* España es uno de los cinco mayores importadores de manga del mundo (pues menos mal, creo que son los únicos cinco porque aquí importamos lo mínimo)
* Dragon Ball y Shin-chan son dos de las sagas más existosas

España se encuentra entre los cinco países importadores de manga más importantes del mundo. Los otakus nacionales son capaces de estudiar japonés dibujando manga, o forzar la vista para leer en castellano de derecha a izquierda y de arriba abajo al modo oriental.

Barcelona acogerá este otoño su XV Salón del Manga, que espera reunir a más de 60.000 personas en torno a talleres de cómic, pantallas de videojuegos, comida robótica (?) o papel higiénico en los que la protagonista de una historieta exhibe accidentalmente sus bragas (????).

El virus manga se inyectó en Europa gracias a una inusitada ansia de violencia (jo jo jo). En España, en concreto, de la mano de Dragon Ball. Las aventuras de Son Goku, un joven estudiante de artes marciales con poderes sobrenaturales, le convirtieron en el cómic de origen extranjero más leído de la historia de España.

Desde Tokyo Anime Center observan ahora con «agradable sorpresa» el éxito en España del irreverente niño de cinco años Shin-chan, cuyo burdo lenguaje y exhibiciones de nalgas le convirtieron en protagonista de los debates políticos de un buen puñado de cámaras autonómicas, que pedían su retirada de sus respectivas televisiones públicas.

El personaje no alcanzó jamás en el país nipón el éxito logrado en España porque "las madres japonesas no permiten a sus hijos consumirlo" (si es que el mundo está muy equivocado con la conducta de los Japoneses, son los más educados y los menos violentos, la gente piensa que por dibujar "violencia" ellos son unos sádicos o algo) lamenta Koji Senda, portavoz de esta organización.
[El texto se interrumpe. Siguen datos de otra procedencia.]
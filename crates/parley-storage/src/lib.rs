// SPDX-FileCopyrightText: 2026 Parley Contributors
// SPDX-License-Identifier: MIT OR Apache-2.0

//! SQLite persistence layer for the Parley chat engine.
//!
//! Provides WAL-mode SQLite storage with embedded migrations, a
//! single-writer concurrency model via `tokio-rusqlite`, and typed
//! operations for the offline cache: unsent message shadow copies,
//! drafts, saved form values, per-identity configurations, and a local
//! attachment cache.

pub mod adapter;
pub mod database;
pub mod files;
pub mod migrations;
pub mod queries;

pub use adapter::SqliteCacheStore;
pub use database::Database;
pub use files::FileCache;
Uno de los dramas que conlleva la expansión del manga en España es la crisis del mercado nacional. Mortadelo y Filemón han tenido que hincar la rodilla ante la seducción japonesa (igual les mola...).

Las editoriales niponas han señalado a España como uno de sus principales objetivos comerciales en Europa, por lo que están adaptando sus productos para captar, especialmente, a un emergente público femenino.

Para ello, modifican sustancialmente de sus argumentos el rol de la mujer, que en la sociedad japonesa ejerce con disciplina una valorada sumisión que no atrae en absoluto al sector femenino de la población española.

¿porque siempre somos nosotros los que se tienen que adaptar al mundo? siempre lo mismo, no aprenderemos nunca, que se adapten a lo que hay igual que hacemos nosotros tanto dentro como fuera del país.

Incluso los mangas no los ponen en el sentido de lectura español, me encanta el manga el anime y la cultura Japonesa, pero si ellos tubieran que leer un tebeo en el sentido nuestro que se jodan, lo siento, y si tienen que ver nuestras costumbres que es como deberia ser y no les gusta que se aguanten.